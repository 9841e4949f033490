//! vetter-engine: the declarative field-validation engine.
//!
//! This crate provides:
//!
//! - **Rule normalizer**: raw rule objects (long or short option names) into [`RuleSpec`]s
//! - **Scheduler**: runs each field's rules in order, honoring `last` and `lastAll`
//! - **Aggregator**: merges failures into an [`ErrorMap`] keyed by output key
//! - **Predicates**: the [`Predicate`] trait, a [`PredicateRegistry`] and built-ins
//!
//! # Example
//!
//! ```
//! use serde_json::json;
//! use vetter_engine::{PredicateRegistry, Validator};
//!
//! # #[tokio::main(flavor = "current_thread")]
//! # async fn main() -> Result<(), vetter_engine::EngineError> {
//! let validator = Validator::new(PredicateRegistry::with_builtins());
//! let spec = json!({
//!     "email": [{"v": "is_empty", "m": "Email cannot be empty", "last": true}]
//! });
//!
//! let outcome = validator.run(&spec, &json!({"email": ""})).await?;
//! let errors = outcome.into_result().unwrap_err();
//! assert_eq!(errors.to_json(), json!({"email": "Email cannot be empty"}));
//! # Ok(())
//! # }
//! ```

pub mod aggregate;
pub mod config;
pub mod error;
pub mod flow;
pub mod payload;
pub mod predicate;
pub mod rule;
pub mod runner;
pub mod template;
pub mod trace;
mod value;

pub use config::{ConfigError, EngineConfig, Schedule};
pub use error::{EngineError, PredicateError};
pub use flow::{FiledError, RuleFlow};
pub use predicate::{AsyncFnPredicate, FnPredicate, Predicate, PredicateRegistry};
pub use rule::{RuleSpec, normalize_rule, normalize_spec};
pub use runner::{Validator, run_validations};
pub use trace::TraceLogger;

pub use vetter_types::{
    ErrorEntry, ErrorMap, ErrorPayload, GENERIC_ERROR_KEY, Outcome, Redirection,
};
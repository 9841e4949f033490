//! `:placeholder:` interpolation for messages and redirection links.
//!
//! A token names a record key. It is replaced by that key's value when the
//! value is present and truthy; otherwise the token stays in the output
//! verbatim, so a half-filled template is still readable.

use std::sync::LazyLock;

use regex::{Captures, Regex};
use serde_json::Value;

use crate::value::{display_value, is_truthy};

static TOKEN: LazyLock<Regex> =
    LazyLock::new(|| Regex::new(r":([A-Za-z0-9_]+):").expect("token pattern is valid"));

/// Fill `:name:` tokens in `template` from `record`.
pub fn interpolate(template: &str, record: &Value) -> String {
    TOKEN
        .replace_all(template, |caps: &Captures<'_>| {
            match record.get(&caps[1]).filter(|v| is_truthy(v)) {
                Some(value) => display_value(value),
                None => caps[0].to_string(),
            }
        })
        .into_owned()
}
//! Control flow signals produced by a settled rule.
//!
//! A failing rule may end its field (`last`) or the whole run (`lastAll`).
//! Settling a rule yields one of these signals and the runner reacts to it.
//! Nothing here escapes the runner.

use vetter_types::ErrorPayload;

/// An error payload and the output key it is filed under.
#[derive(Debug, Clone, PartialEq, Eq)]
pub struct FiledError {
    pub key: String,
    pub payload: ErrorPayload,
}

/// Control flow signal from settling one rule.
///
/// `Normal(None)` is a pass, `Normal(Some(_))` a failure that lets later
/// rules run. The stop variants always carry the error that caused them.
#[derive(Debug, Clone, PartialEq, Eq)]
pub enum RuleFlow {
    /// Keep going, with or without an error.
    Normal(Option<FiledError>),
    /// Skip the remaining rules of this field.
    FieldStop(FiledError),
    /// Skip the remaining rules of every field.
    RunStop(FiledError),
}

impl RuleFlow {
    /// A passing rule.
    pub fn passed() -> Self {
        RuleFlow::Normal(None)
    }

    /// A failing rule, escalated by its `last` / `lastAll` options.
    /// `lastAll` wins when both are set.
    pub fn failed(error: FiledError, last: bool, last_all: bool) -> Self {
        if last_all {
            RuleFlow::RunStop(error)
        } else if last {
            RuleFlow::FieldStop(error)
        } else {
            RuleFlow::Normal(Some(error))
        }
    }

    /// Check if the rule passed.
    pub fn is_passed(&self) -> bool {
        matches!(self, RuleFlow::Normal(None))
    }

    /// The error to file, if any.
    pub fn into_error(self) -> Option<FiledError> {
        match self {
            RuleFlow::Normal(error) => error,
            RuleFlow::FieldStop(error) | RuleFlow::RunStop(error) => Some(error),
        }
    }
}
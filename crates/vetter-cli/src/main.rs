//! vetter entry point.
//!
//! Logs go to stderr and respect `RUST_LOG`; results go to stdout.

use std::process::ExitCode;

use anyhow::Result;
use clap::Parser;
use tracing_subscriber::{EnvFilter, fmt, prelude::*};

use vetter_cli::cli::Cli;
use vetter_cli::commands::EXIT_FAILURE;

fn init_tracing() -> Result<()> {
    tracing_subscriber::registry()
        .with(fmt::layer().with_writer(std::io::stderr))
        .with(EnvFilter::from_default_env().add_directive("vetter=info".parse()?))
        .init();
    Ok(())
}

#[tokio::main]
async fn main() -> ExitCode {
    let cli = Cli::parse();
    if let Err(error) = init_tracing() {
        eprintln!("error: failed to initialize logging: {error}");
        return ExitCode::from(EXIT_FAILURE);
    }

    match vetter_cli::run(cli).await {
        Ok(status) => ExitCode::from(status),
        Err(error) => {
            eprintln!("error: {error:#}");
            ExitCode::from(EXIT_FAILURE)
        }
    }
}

# [Your goal]
Which lines hold the word "bool"? Copy each of them from the records.

# [Task result]
    pub fn failed(error: FiledError, last: bool, last_all: bool) -> Self {
    pub fn is_passed(&self) -> bool {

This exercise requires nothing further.